~~NOTOC~~
====== Szenario 5.5: Name Constraints ======
**Kategorie:** [[.:start|Validierung & Vertrauen]] \\
**Komplexität:** ⭐⭐⭐⭐ (Hoch) \\
**Voraussetzungen:** CA-Zertifikat mit Name Constraints Extension \\
**Geschätzte Zeit:** 15-20 Minuten
----
===== Beschreibung =====
Dieses Szenario beschreibt die **Validierung von Name Constraints** (RFC 5280 §4.2.1.10). Name Constraints schränken ein, welche Namen eine CA in Zertifikaten verwenden darf:
* **permittedSubtrees** - Erlaubte Namensräume (Whitelist)
* **excludedSubtrees** - Verbotene Namensräume (Blacklist)
**Anwendungsfälle:**
* Intermediate-CAs auf bestimmte Domains beschränken
* Interne CAs von öffentlichen Domains isolieren
* Mandantentrennung in Multi-Tenant-Umgebungen
----
===== Workflow =====
flowchart TD
CERT[End-Entity Zertifikat] --> EXTRACT[Subject + SANs extrahieren]
EXTRACT --> CHECK_CHAIN[Für jede CA in Chain]
CHECK_CHAIN --> HAS_NC{Name Constraints?}
HAS_NC -->|Nein| NEXT[Nächste CA]
HAS_NC -->|Ja| PERMITTED{In permitted?}
PERMITTED -->|Nein| FAIL[Constraint verletzt]
PERMITTED -->|Ja| EXCLUDED{In excluded?}
EXCLUDED -->|Ja| FAIL
EXCLUDED -->|Nein| NEXT
NEXT --> CHECK_CHAIN
NEXT --> OK[Alle Constraints erfüllt]
style OK fill:#e8f5e9
style FAIL fill:#ffebee
----
===== Code-Beispiel: Name Constraints setzen =====
using WvdS.Security.Cryptography.X509Certificates.Extensions.PQ;
using var ctx = PqCryptoContext.Initialize();
// Root-CA laden
var rootCert = ctx.LoadCertificate("root-ca.crt.pem");
var rootKey = ctx.LoadPrivateKey("root-ca.key.pem", "RootPassword!");
// Intermediate-CA-Schlüssel generieren
using var intKey = ctx.GenerateKeyPair(PqAlgorithm.MlDsa65);
var dn = new DnBuilder()
.AddCN("Internal CA - example.com Only")
.AddO("Example GmbH")
.AddC("DE")
.Build();
var csr = ctx.CreateCertificateRequest(intKey, dn);
// Intermediate-CA mit Name Constraints erstellen
var intermediateCert = ctx.IssueCertificate(
csr,
issuerCert: rootCert,
issuerKey: rootKey,
validDays: 1825, // 5 Jahre
extensions: new ExtBuilder()
.BasicConstraints(ca: true, pathLengthConstraint: 0, critical: true)

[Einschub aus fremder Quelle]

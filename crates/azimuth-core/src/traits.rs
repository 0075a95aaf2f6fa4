//! Capabilities shared by field and particle containers.

use crate::error::StagingError;

/// State that may be mirrored in accelerator memory.
///
/// A multi-step call stages everything in once before the first step
/// and out once after the last; the host copy is stale in between and
/// exact at both ends. Host-only containers keep the default no-ops.
pub trait Resident {
    /// Copy host state to the device.
    fn stage_in(&mut self) -> Result<(), StagingError> {
        Ok(())
    }

    /// Copy device state back to the host.
    fn stage_out(&mut self) -> Result<(), StagingError> {
        Ok(())
    }
}
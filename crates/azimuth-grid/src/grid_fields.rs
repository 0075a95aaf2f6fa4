//! Reference [`Fields`] container.

use azimuth_core::{FieldsError, Resident, TransformKind};

use crate::error::GridError;
use crate::fields::{Fields, SpectralSolver};
use crate::interp::InterpGrid;
use crate::spectral::{SpectralGrid, SpectralSlot, ZTransform};
use crate::Complex64;

/// Host-resident fields for `nm` modes with a pluggable spectral solver.
pub struct GridFields {
    dt: f64,
    interp: Vec<InterpGrid>,
    spect: Vec<SpectralGrid>,
    transform: ZTransform,
    solver: Box<dyn SpectralSolver>,
    scratch: Vec<Complex64>,
}

impl GridFields {
    /// Build zero-filled grids covering `[zmin, zmax] x [0, rmax]`.
    #[allow(clippy::too_many_arguments)]
    pub fn new(
        nz: usize,
        zmin: f64,
        zmax: f64,
        nr: usize,
        rmax: f64,
        nm: usize,
        dt: f64,
        solver: Box<dyn SpectralSolver>,
    ) -> Result<Self, GridError> {
        if nm == 0 {
            return Err(GridError::NoModes);
        }
        let interp = (0..nm)
            .map(|m| InterpGrid::new(m, nz, zmin, zmax, nr, rmax))
            .collect::<Result<Vec<_>, _>>()?;
        let spect = interp.iter().map(SpectralGrid::matching).collect();
        Ok(Self {
            dt,
            interp,
            spect,
            transform: ZTransform::new(nz),
            solver,
            scratch: vec![Complex64::new(0.0, 0.0); nz * nr],
        })
    }

    /// Spectral grids, one per mode.
    pub fn spect(&self) -> &[SpectralGrid] {
        &self.spect
    }

    /// Mutable spectral grids, one per mode.
    pub fn spect_mut(&mut self) -> &mut [SpectralGrid] {
        &mut self.spect
    }

    /// Name of the installed solver.
    pub fn solver_name(&self) -> &str {
        self.solver.name()
    }

    fn check_shapes(&self) -> Result<(), FieldsError> {
        for (i, s) in self.interp.iter().zip(&self.spect) {
            if i.nz() != s.nz() || i.nr() != s.nr() {
                return Err(FieldsError::ShapeMismatch {
                    reason: format!(
                        "mode {}: interp {}x{} vs spectral {}x{}",
                        i.m(),
                        i.nz(),
                        i.nr(),
                        s.nz(),
                        s.nr()
                    ),
                });
            }
        }
        Ok(())
    }
}

impl Resident for GridFields {}

impl Fields for GridFields {
    fn nm(&self) -> usize {
        self.interp.len()
    }

    fn dt(&self) -> f64 {
        self.dt
    }

    fn interp(&self) -> &[InterpGrid] {
        &self.interp
    }

    fn interp_mut(&mut self) -> &mut [InterpGrid] {
        &mut self.interp
    }

    fn interp2spect(&mut self, kind: TransformKind) -> Result<(), FieldsError> {
        self.check_shapes()?;
        for (i, s) in self.interp.iter().zip(self.spect.iter_mut()) {
            for &(component, slot) in SpectralSlot::pairs(kind) {
                self.transform
                    .forward(i.component(component), s.slot_mut(slot), i.nr());
            }
        }
        Ok(())
    }

    fn spect2interp(&mut self, kind: TransformKind) -> Result<(), FieldsError> {
        self.check_shapes()?;
        for (i, s) in self.interp.iter_mut().zip(self.spect.iter()) {
            let nr = i.nr();
            for &(component, slot) in SpectralSlot::pairs(kind) {
                self.transform.inverse(s.slot(slot), &mut self.scratch, nr);
                i.component_mut(component).copy_from_slice(&self.scratch);
            }
        }
        Ok(())
    }

    fn filter_spect(&mut self, kind: TransformKind) -> Result<(), FieldsError> {
        for s in &mut self.spect {
            s.filter(kind);
        }
        Ok(())
    }

    fn push(&mut self, use_true_rho: bool) -> Result<(), FieldsError> {
        self.solver.push(&mut self.spect, self.dt, use_true_rho)
    }

    fn correct_currents(&mut self) -> Result<(), FieldsError> {
        self.solver.correct_currents(&mut self.spect, self.dt)
    }

    fn correct_div_e(&mut self) -> Result<(), FieldsError> {
        self.solver.correct_div_e(&mut self.spect)
    }
}
//! Time-stepping orchestration for the azimuth particle-in-cell engine.
//!
//! [`Simulation`] owns the state of one rank and advances it through the
//! PIC cycle with [`Simulation::step`]. Construction either follows the
//! standard path from a [`SimulationConfig`] (uniform plasma, derived
//! guard widths and exchange period, optional boosted frame) or
//! assembles custom collaborators with [`Simulation::from_parts`].
//!
//! # Modules
//!
//! | Module | Contents |
//! |--------|----------|
//! | [`config`] | [`SimulationConfig`], [`StepOptions`], [`WindowConfig`] |
//! | [`setup`] | exchange period, [`Frame`], boosted inputs |
//! | [`simulation`] | the orchestrator |
//! | [`diagnostic`] | [`Diagnostic`] trait and [`FieldEnergyProbe`] |
//! | [`metrics`] | [`StepMetrics`] |
//! | [`progress`] | terminal [`ProgressBar`] |
//! | [`summary`] | setup summary |

#![deny(missing_docs)]
#![deny(rustdoc::broken_intra_doc_links)]
#![forbid(unsafe_code)]

pub mod config;
pub mod diagnostic;
pub mod metrics;
pub mod progress;
pub mod setup;
pub mod simulation;
pub mod summary;

pub use config::{
    DomainConfig, GridConfig, PlasmaConfig, SimulationConfig, SolverConfig, StepOptions,
    WindowConfig,
};
pub use diagnostic::{
    Diagnostic, DiagnosticContext, EnergyHistory, EnergySample, FieldEnergyProbe,
};
pub use metrics::{Phase, StepMetrics};
pub use progress::ProgressBar;
pub use setup::{cells_per_step, exchange_period, Frame, FrameInputs};
pub use simulation::{Simulation, SimulationParts};
pub use summary::SetupInfo;
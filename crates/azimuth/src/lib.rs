//! Azimuth: a spectral, quasi-cylindrical particle-in-cell engine.
//!
//! This is the top-level facade crate that re-exports the public API from
//! all azimuth sub-crates. For most users, adding `azimuth` as a single
//! dependency is sufficient.
//!
//! # Quick start
//!
//! ```rust
//! use azimuth::prelude::*;
//! use azimuth::grid::SpectralGrid;
//!
//! // A solver that leaves E and B alone.
//! struct Frozen;
//! impl SpectralSolver for Frozen {
//!     fn name(&self) -> &str { "frozen" }
//!     fn push(&mut self, _: &mut [SpectralGrid], _: f64, _: bool) -> Result<(), FieldsError> {
//!         Ok(())
//!     }
//!     fn correct_currents(&mut self, _: &mut [SpectralGrid], _: f64) -> Result<(), FieldsError> {
//!         Ok(())
//!     }
//!     fn correct_div_e(&mut self, _: &mut [SpectralGrid]) -> Result<(), FieldsError> {
//!         Ok(())
//!     }
//! }
//!
//! let mut config = SimulationConfig::default();
//! config.plasma.n_e = 1e24;
//! config.verbosity = 0;
//! let mut sim = Simulation::new(config, Box::new(Frozen)).unwrap();
//!
//! let options = StepOptions { show_progress: false, ..StepOptions::default() };
//! let metrics = sim.step(3, &options).unwrap();
//! assert_eq!(metrics.steps, 3);
//! assert_eq!(sim.iteration(), Iteration(3));
//! ```
//!
//! # Modules
//!
//! Each module corresponds to a sub-crate. Use them for types not in the prelude:
//!
//! | Module | Sub-crate | Contents |
//! |--------|-----------|----------|
//! | [`types`] | `azimuth-core` | Constants, iteration counter, field kinds, options, errors |
//! | [`grid`] | `azimuth-grid` | Interpolation and spectral grids, the `Fields` contract |
//! | [`particles`] | `azimuth-particles` | Species, loading, shape kernels, antennas |
//! | [`domain`] | `azimuth-domain` | Decomposition, guard exchange, moving window, boosts |
//! | [`engine`] | `azimuth-engine` | Configuration, the PIC loop, diagnostics |

#![deny(missing_docs)]
#![deny(rustdoc::broken_intra_doc_links)]
#![forbid(unsafe_code)]

/// Core vocabulary (`azimuth-core`).
///
/// Physical constants, [`types::Iteration`], the closed sets of field
/// kinds, boundary and shape options, and every error type.
pub use azimuth_core as types;

/// Field storage (`azimuth-grid`).
///
/// [`grid::InterpGrid`] holds one azimuthal mode on the real-space grid;
/// [`grid::Fields`] is the contract the orchestrator drives.
pub use azimuth_grid as grid;

/// Particle species (`azimuth-particles`).
pub use azimuth_particles as particles;

/// Multi-domain plumbing (`azimuth-domain`).
///
/// [`domain::BoundaryCommunicator`] over a [`domain::Transport`], the
/// [`domain::MovingWindow`] and the Lorentz [`domain::BoostConverter`].
pub use azimuth_domain as domain;

/// The orchestrator (`azimuth-engine`).
pub use azimuth_engine as engine;

/// Common imports for typical azimuth usage.
///
/// ```rust
/// use azimuth::prelude::*;
/// ```
pub mod prelude {
    // Core types
    pub use azimuth_core::{
        Boundaries, DepositKind, Iteration, ParticleShape, SourceField, StencilOrder,
    };

    // Errors
    pub use azimuth_core::{ConfigError, FieldsError, SpeciesError, StepError};

    // Fields and particles
    pub use azimuth_grid::{Fields, InterpGrid, SpectralSolver};
    pub use azimuth_particles::{MacroParticles, Species};

    // Domain
    pub use azimuth_domain::{Communicator, WindowConfig};

    // Engine
    pub use azimuth_engine::{Diagnostic, Simulation, SimulationConfig, StepMetrics, StepOptions};
}
//! The species contract and the reference macro-particle species.

use azimuth_core::{ParticleShape, Resident, SourceField, SpeciesError};
use azimuth_grid::InterpGrid;

use crate::arrays::ParticleArrays;
use crate::ionization::{Ionized, Ionizer};
use crate::loading::LoadingProfile;
use crate::push::{boris_push, halfpush_x};
use crate::shape::{ModalShapeKernel, ShapeKernel};

/// One macro-particle species as seen by the step loop.
pub trait Species: Resident + Send {
    /// Species name, used in logs and error messages.
    fn name(&self) -> &str;

    /// Charge of one physical particle, in coulombs.
    fn charge(&self) -> f64;

    /// Mass of one physical particle, in kilograms.
    fn mass(&self) -> f64;

    /// Phase-space arrays.
    fn arrays(&self) -> &ParticleArrays;

    /// Mutable phase-space arrays.
    fn arrays_mut(&mut self) -> &mut ParticleArrays;

    /// Whether the cached cell ordering is still valid.
    fn is_sorted(&self) -> bool;

    /// Mark the cached cell ordering valid or stale.
    fn set_sorted(&mut self, sorted: bool);

    /// Interpolate E and B onto every particle.
    fn gather(&mut self, grids: &[InterpGrid]) -> Result<(), SpeciesError>;

    /// Add this species' charge or current to `source` on every mode.
    fn deposit(&mut self, grids: &mut [InterpGrid], source: SourceField)
        -> Result<(), SpeciesError>;

    /// Advance momenta by one timestep using the gathered fields.
    fn push_p(&mut self) -> Result<(), SpeciesError>;

    /// Advance positions by half a timestep.
    fn halfpush_x(&mut self) -> Result<(), SpeciesError>;

    /// Run ionization, returning freshly created electrons and the name
    /// of the species they belong to.
    fn handle_ionization(&mut self) -> Result<Option<Ionized>, SpeciesError> {
        Ok(None)
    }

    /// Profile for re-loading this species into newly exposed cells.
    fn loading(&self) -> Option<&LoadingProfile> {
        None
    }
}

// ── MacroParticles ─────────────────────────────────────────────────

/// Host-resident species with B-spline shapes and a Boris pusher.
pub struct MacroParticles {
    name: String,
    q: f64,
    m: f64,
    dt: f64,
    arrays: ParticleArrays,
    sorted: bool,
    kernel: Box<dyn ShapeKernel>,
    ionizer: Option<Box<dyn Ionizer>>,
    loading: Option<LoadingProfile>,
}

impl MacroParticles {
    /// Species `name` with charge `q`, mass `m`, timestep `dt` and the
    /// reference kernel for `shape`.
    pub fn new(
        name: impl Into<String>,
        q: f64,
        m: f64,
        dt: f64,
        arrays: ParticleArrays,
        shape: ParticleShape,
    ) -> Self {
        Self {
            name: name.into(),
            q,
            m,
            dt,
            arrays,
            sorted: false,
            kernel: Box::new(ModalShapeKernel::new(shape)),
            ionizer: None,
            loading: None,
        }
    }

    /// Replace the gather/deposit kernel.
    pub fn with_kernel(mut self, kernel: Box<dyn ShapeKernel>) -> Self {
        self.kernel = kernel;
        self
    }

    /// Attach an ionization model.
    pub fn with_ionizer(mut self, ionizer: Box<dyn Ionizer>) -> Self {
        self.ionizer = Some(ionizer);
        self
    }

    /// Record how to re-load this species.
    pub fn with_loading(mut self, loading: LoadingProfile) -> Self {
        self.loading = Some(loading);
        self
    }

    /// Particle shape of the installed kernel.
    pub fn shape(&self) -> ParticleShape {
        self.kernel.shape()
    }

    fn checked(&self) -> Result<(), SpeciesError> {
        self.arrays.check_lengths()
    }
}

impl Resident for MacroParticles {}

impl Species for MacroParticles {
    fn name(&self) -> &str {
        &self.name
    }

    fn charge(&self) -> f64 {
        self.q
    }

    fn mass(&self) -> f64 {
        self.m
    }

    fn arrays(&self) -> &ParticleArrays {
        &self.arrays
    }

    fn arrays_mut(&mut self) -> &mut ParticleArrays {
        &mut self.arrays
    }

    fn is_sorted(&self) -> bool {
        self.sorted
    }

    fn set_sorted(&mut self, sorted: bool) {
        self.sorted = sorted;
    }

    fn gather(&mut self, grids: &[InterpGrid]) -> Result<(), SpeciesError> {
        self.checked()?;
        self.kernel.gather(&mut self.arrays, grids);
        Ok(())
    }

    fn deposit(
        &mut self,
        grids: &mut [InterpGrid],
        source: SourceField,
    ) -> Result<(), SpeciesError> {
        self.checked()?;
        self.kernel.deposit(&self.arrays, self.q, grids, source);
        Ok(())
    }

    fn push_p(&mut self) -> Result<(), SpeciesError> {
        self.checked()?;
        boris_push(&mut self.arrays, self.q, self.m, self.dt);
        Ok(())
    }

    fn halfpush_x(&mut self) -> Result<(), SpeciesError> {
        self.checked()?;
        halfpush_x(&mut self.arrays, self.dt);
        self.sorted = false;
        Ok(())
    }

    fn handle_ionization(&mut self) -> Result<Option<Ionized>, SpeciesError> {
        match self.ionizer.as_mut() {
            Some(ionizer) => ionizer.ionize(&mut self.arrays, self.dt).map(Some),
            None => Ok(None),
        }
    }

    fn loading(&self) -> Option<&LoadingProfile> {
        self.loading.as_ref()
    }
}

#[cfg(test)]
mod tests {
    use super::*;
    use crate::arrays::Particle;
    use azimuth_core::constants::{E, M_E};

    struct Always;

    impl Ionizer for Always {
        fn target(&self) -> &str {
            "electrons"
        }

        fn ionize(
            &mut self,
            ions: &mut ParticleArrays,
            _dt: f64,
        ) -> Result<Ionized, SpeciesError> {
            let mut electrons = ParticleArrays::new();
            for i in 0..ions.len() {
                electrons.push(Particle {
                    position: [ions.x[i], ions.y[i], ions.z[i]],
                    momentum: [0.0; 3],
                    w: ions.w[i],
                });
            }
            Ok(Ionized {
                target: self.target().to_string(),
                electrons,
            })
        }
    }

    fn species() -> MacroParticles {
        let mut a = ParticleArrays::new();
        a.push(Particle {
            position: [0.5, 0.0, 1.0],
            momentum: [0.0, 0.0, 1.0],
            w: 1.0,
        });
        MacroParticles::new("electrons", -E, M_E, 1.0e-15, a, ParticleShape::Linear)
    }

    #[test]
    fn halfpush_invalidates_sort() {
        let mut s = species();
        s.set_sorted(true);
        s.halfpush_x().unwrap();
        assert!(!s.is_sorted());
        assert!(s.arrays().z[0] > 1.0);
    }

    #[test]
    fn ragged_arrays_fail_kernels() {
        let mut s = species();
        s.arrays_mut().w.clear();
        let err = s.push_p().unwrap_err();
        assert!(matches!(err, SpeciesError::LengthMismatch { .. }));
    }

    #[test]
    fn ionization_is_optional() {
        let mut s = species();
        assert!(s.handle_ionization().unwrap().is_none());
        let mut s = species().with_ionizer(Box::new(Always));
        let out = s.handle_ionization().unwrap().unwrap();
        assert_eq!(out.target, "electrons");
        assert_eq!(out.electrons.len(), 1);
    }
}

.KeyUsage(KeyUsageFlags.KeyCertSign | KeyUsageFlags.CrlSign, critical: true)
// Name Constraints Extension
.NameConstraints(
permitted: new NameConstraint[]
{
// Nur *.example.com erlaubt
new DnsNameConstraint("example.com"),
// E-Mail nur @example.com
new EmailNameConstraint("example.com"),
// IP-Bereich 192.168.0.0/16
new IpNameConstraint("192.168.0.0", "255.255.0.0")
},
excluded: new NameConstraint[]
{
// Keine *.dev.example.com (Entwickler-Subdomains)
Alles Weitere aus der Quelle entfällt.